[Start of section]

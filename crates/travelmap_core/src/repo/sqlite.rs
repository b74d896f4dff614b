//! SQLite-backed destination store for the backend-less variant.
//!
//! # Responsibility
//! - Persist destinations in the local `destinations` table.
//! - Apply the same owner-scoped verbs as the hosted backend.
//!
//! # Invariants
//! - The connection must be migrated before construction (`try_new` checks).
//! - `updated_at` strictly increases on every matched update.
//! - List order is `created_at DESC`, ties broken by newest insertion.
//! - Statements are blocking and run on the caller's executor thread while
//!   holding the connection mutex; calls from one store are serialized.

use crate::db::migrations::ensure_latest;
use crate::db::{open_db, open_db_in_memory};
use crate::identity::Identity;
use crate::model::destination::{
    Category, Destination, DestinationChanges, DestinationId, NewDestination, OwnerId,
    VISIT_DATE_FORMAT,
};
use crate::repo::destination_repo::{check_owned_row, DestinationRepository, RepoError, RepoResult};
use chrono::{DateTime, NaiveDate, Utc};
use log::debug;
use rusqlite::types::Value;
use rusqlite::{params, params_from_iter, Connection, Row};
use std::path::Path;
use std::sync::{Mutex, PoisonError};
use uuid::Uuid;

const DESTINATION_COLUMNS: &str = "id,
    owner_id,
    name,
    latitude,
    longitude,
    category,
    visited,
    visit_date,
    notes,
    rating,
    photos,
    tags,
    created_at,
    updated_at";

/// Local destination repository over one SQLite connection.
pub struct SqliteDestinationRepository {
    conn: Mutex<Connection>,
}

impl SqliteDestinationRepository {
    /// Wraps a migrated connection.
    ///
    /// # Errors
    /// - `RepoError::Db` when the schema version is not the latest known one.
    pub fn try_new(conn: Connection) -> RepoResult<Self> {
        ensure_latest(&conn)?;
        Ok(Self {
            conn: Mutex::new(conn),
        })
    }

    /// Opens (and migrates) a database file.
    pub fn open(path: impl AsRef<Path>) -> RepoResult<Self> {
        Self::try_new(open_db(path)?)
    }

    /// Opens a fresh in-memory database.
    pub fn open_in_memory() -> RepoResult<Self> {
        Self::try_new(open_db_in_memory()?)
    }

    fn with_conn<T>(&self, f: impl FnOnce(&Connection) -> RepoResult<T>) -> RepoResult<T> {
        let conn = self.conn.lock().unwrap_or_else(PoisonError::into_inner);
        f(&conn)
    }
}

impl DestinationRepository for SqliteDestinationRepository {
    async fn select_where(&self, identity: &Identity) -> RepoResult<Vec<Destination>> {
        self.with_conn(|conn| select_owned(conn, identity))
    }

    async fn insert(&self, identity: &Identity, input: &NewDestination) -> RepoResult<Destination> {
        self.with_conn(|conn| insert_owned(conn, identity, input))
    }

    async fn update_where(
        &self,
        identity: &Identity,
        id: DestinationId,
        changes: &DestinationChanges,
    ) -> RepoResult<Option<Destination>> {
        self.with_conn(|conn| update_owned(conn, identity, id, changes))
    }

    async fn delete_where(&self, identity: &Identity, id: DestinationId) -> RepoResult<u64> {
        self.with_conn(|conn| {
            let changed = conn.execute(
                "DELETE FROM destinations WHERE id = ?1 AND owner_id = ?2;",
                params![id.to_string(), identity.user_id.to_string()],
            )?;
            debug!(
                "event=destination_delete module=repo backend=sqlite rows={}",
                changed
            );
            Ok(changed as u64)
        })
    }
}

fn select_owned(conn: &Connection, identity: &Identity) -> RepoResult<Vec<Destination>> {
    let mut stmt = conn.prepare(&format!(
        "SELECT {DESTINATION_COLUMNS}
         FROM destinations
         WHERE owner_id = ?1
         ORDER BY created_at DESC, rowid DESC;"
    ))?;

    let mut rows = stmt.query([identity.user_id.to_string()])?;
    let mut destinations = Vec::new();
    while let Some(row) = rows.next()? {
        destinations.push(check_owned_row(identity, parse_destination_row(row)?)?);
    }

    Ok(destinations)
}

fn insert_owned(
    conn: &Connection,
    identity: &Identity,
    input: &NewDestination,
) -> RepoResult<Destination> {
    let now = now_millis();
    let mut stmt = conn.prepare(&format!(
        "INSERT INTO destinations ({DESTINATION_COLUMNS})
         VALUES (?1, ?2, ?3, ?4, ?5, ?6, ?7, ?8, ?9, ?10, ?11, ?12, ?13, ?13)
         RETURNING {DESTINATION_COLUMNS};"
    ))?;

    let mut rows = stmt.query(params![
        Uuid::new_v4().to_string(),
        identity.user_id.to_string(),
        input.name.as_str(),
        input.latitude,
        input.longitude,
        input.category.as_str(),
        input.visited,
        input.visit_date.map(format_visit_date),
        input.notes.as_deref(),
        input.rating.map(i64::from),
        encode_list(&input.photos)?,
        encode_list(&input.tags)?,
        now,
    ])?;

    match rows.next()? {
        Some(row) => check_owned_row(identity, parse_destination_row(row)?),
        None => Err(RepoError::InvalidData(
            "insert returned no row".to_string(),
        )),
    }
}

fn update_owned(
    conn: &Connection,
    identity: &Identity,
    id: DestinationId,
    changes: &DestinationChanges,
) -> RepoResult<Option<Destination>> {
    let mut assignments: Vec<&'static str> = Vec::new();
    let mut bind_values: Vec<Value> = Vec::new();

    if let Some(name) = changes.name.as_ref() {
        assignments.push("name = ?");
        bind_values.push(Value::Text(name.clone()));
    }
    if let Some(latitude) = changes.latitude {
        assignments.push("latitude = ?");
        bind_values.push(Value::Real(latitude));
    }
    if let Some(longitude) = changes.longitude {
        assignments.push("longitude = ?");
        bind_values.push(Value::Real(longitude));
    }
    if let Some(category) = changes.category {
        assignments.push("category = ?");
        bind_values.push(Value::Text(category.as_str().to_string()));
    }
    if let Some(visited) = changes.visited {
        assignments.push("visited = ?");
        bind_values.push(Value::Integer(i64::from(visited)));
    }
    if let Some(visit_date) = changes.visit_date {
        assignments.push("visit_date = ?");
        bind_values.push(optional_text(visit_date.map(format_visit_date)));
    }
    if let Some(notes) = changes.notes.as_ref() {
        assignments.push("notes = ?");
        bind_values.push(optional_text(notes.clone()));
    }
    if let Some(rating) = changes.rating {
        assignments.push("rating = ?");
        bind_values.push(rating.map_or(Value::Null, |value| Value::Integer(i64::from(value))));
    }
    if let Some(photos) = changes.photos.as_ref() {
        assignments.push("photos = ?");
        bind_values.push(Value::Text(encode_list(photos)?));
    }
    if let Some(tags) = changes.tags.as_ref() {
        assignments.push("tags = ?");
        bind_values.push(Value::Text(encode_list(tags)?));
    }

    // Millisecond clock ties still move the timestamp forward.
    assignments.push("updated_at = MAX(?, updated_at + 1)");
    bind_values.push(Value::Integer(now_millis()));

    bind_values.push(Value::Text(id.to_string()));
    bind_values.push(Value::Text(identity.user_id.to_string()));

    let sql = format!(
        "UPDATE destinations
         SET {}
         WHERE id = ? AND owner_id = ?
         RETURNING {DESTINATION_COLUMNS};",
        assignments.join(", ")
    );
    let mut stmt = conn.prepare(&sql)?;
    let mut rows = stmt.query(params_from_iter(bind_values))?;
    match rows.next()? {
        Some(row) => Ok(Some(check_owned_row(identity, parse_destination_row(row)?)?)),
        None => Ok(None),
    }
}

fn parse_destination_row(row: &Row<'_>) -> RepoResult<Destination> {
    let id = parse_uuid(row.get::<_, String>("id")?, "id")?;
    let owner_id: OwnerId = parse_uuid(row.get::<_, String>("owner_id")?, "owner_id")?;

    let category_text: String = row.get("category")?;
    let category = Category::parse(&category_text).ok_or_else(|| {
        RepoError::InvalidData(format!(
            "invalid category `{category_text}` in destinations.category"
        ))
    })?;

    let visit_date = match row.get::<_, Option<String>>("visit_date")? {
        Some(value) => Some(
            NaiveDate::parse_from_str(&value, VISIT_DATE_FORMAT).map_err(|_| {
                RepoError::InvalidData(format!(
                    "invalid visit date `{value}` in destinations.visit_date"
                ))
            })?,
        ),
        None => None,
    };

    let rating = match row.get::<_, Option<i64>>("rating")? {
        Some(value) => Some(u8::try_from(value).map_err(|_| {
            RepoError::InvalidData(format!("invalid rating `{value}` in destinations.rating"))
        })?),
        None => None,
    };

    Ok(Destination {
        id,
        owner_id,
        name: row.get("name")?,
        latitude: row.get("latitude")?,
        longitude: row.get("longitude")?,
        category,
        visited: row.get("visited")?,
        visit_date,
        notes: row.get("notes")?,
        rating,
        photos: decode_list(row.get("photos")?, "photos")?,
        tags: decode_list(row.get("tags")?, "tags")?,
        created_at: parse_millis(row.get("created_at")?, "created_at")?,
        updated_at: parse_millis(row.get("updated_at")?, "updated_at")?,
    })
}

fn parse_uuid(value: String, column: &str) -> RepoResult<Uuid> {
    Uuid::parse_str(&value).map_err(|_| {
        RepoError::InvalidData(format!("invalid uuid value `{value}` in destinations.{column}"))
    })
}

fn parse_millis(value: i64, column: &str) -> RepoResult<DateTime<Utc>> {
    DateTime::from_timestamp_millis(value).ok_or_else(|| {
        RepoError::InvalidData(format!("invalid timestamp `{value}` in destinations.{column}"))
    })
}

fn encode_list(values: &[String]) -> RepoResult<String> {
    serde_json::to_string(values)
        .map_err(|err| RepoError::InvalidData(format!("failed to encode list: {err}")))
}

fn decode_list(text: String, column: &str) -> RepoResult<Vec<String>> {
    serde_json::from_str(&text).map_err(|err| {
        RepoError::InvalidData(format!("invalid JSON list in destinations.{column}: {err}"))
    })
}

fn format_visit_date(date: NaiveDate) -> String {
    date.format(VISIT_DATE_FORMAT).to_string()
}

fn optional_text(value: Option<String>) -> Value {
    value.map_or(Value::Null, Value::Text)
}

fn now_millis() -> i64 {
    Utc::now().timestamp_millis()
}

#[cfg(test)]
mod tests {
    use super::SqliteDestinationRepository;
    use crate::db::DbError;
    use crate::repo::destination_repo::RepoError;
    use rusqlite::Connection;

    #[test]
    fn try_new_rejects_unmigrated_connection() {
        let conn = Connection::open_in_memory().unwrap();
        let err = SqliteDestinationRepository::try_new(conn)
            .err()
            .expect("unmigrated connection must be rejected");
        assert!(matches!(
            err,
            RepoError::Db(DbError::SchemaNotReady { db_version: 0, .. })
        ));
    }
}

[End of section]

Instructions for the task:
Lines after the one containing "a database file." are not part of the task. Output the entries exactly from their first line through that one.

Reply to the task:
filename crates/travelmap_core/src/repo/sqlite.rs
repository b74d896f4dff614b
//! SQLite-backed destination store for the backend-less variant.
//!
//! # Responsibility
//! - Persist destinations in the local `destinations` table.
//! - Apply the same owner-scoped verbs as the hosted backend.
//!
//! # Invariants
//! - The connection must be migrated before construction (`try_new` checks).
//! - `updated_at` strictly increases on every matched update.
//! - List order is `created_at DESC`, ties broken by newest insertion.
//! - Statements are blocking and run on the caller's executor thread while
//!   holding the connection mutex; calls from one store are serialized.

use crate::db::migrations::ensure_latest;
use crate::db::{open_db, open_db_in_memory};
use crate::identity::Identity;
use crate::model::destination::{
    Category, Destination, DestinationChanges, DestinationId, NewDestination, OwnerId,
    VISIT_DATE_FORMAT,
};
use crate::repo::destination_repo::{check_owned_row, DestinationRepository, RepoError, RepoResult};
use chrono::{DateTime, NaiveDate, Utc};
use log::debug;
use rusqlite::types::Value;
use rusqlite::{params, params_from_iter, Connection, Row};
use std::path::Path;
use std::sync::{Mutex, PoisonError};
use uuid::Uuid;

const DESTINATION_COLUMNS: &str = "id,
    owner_id,
    name,
    latitude,
    longitude,
    category,
    visited,
    visit_date,
    notes,
    rating,
    photos,
    tags,
    created_at,
    updated_at";

/// Local destination repository over one SQLite connection.
pub struct SqliteDestinationRepository {
    conn: Mutex<Connection>,
}

impl SqliteDestinationRepository {
    /// Wraps a migrated connection.
    ///
    /// # Errors
    /// - `RepoError::Db` when the schema version is not the latest known one.
    pub fn try_new(conn: Connection) -> RepoResult<Self> {
        ensure_latest(&conn)?;
        Ok(Self {
            conn: Mutex::new(conn),
        })
    }

    /// Opens (and migrates) a database file.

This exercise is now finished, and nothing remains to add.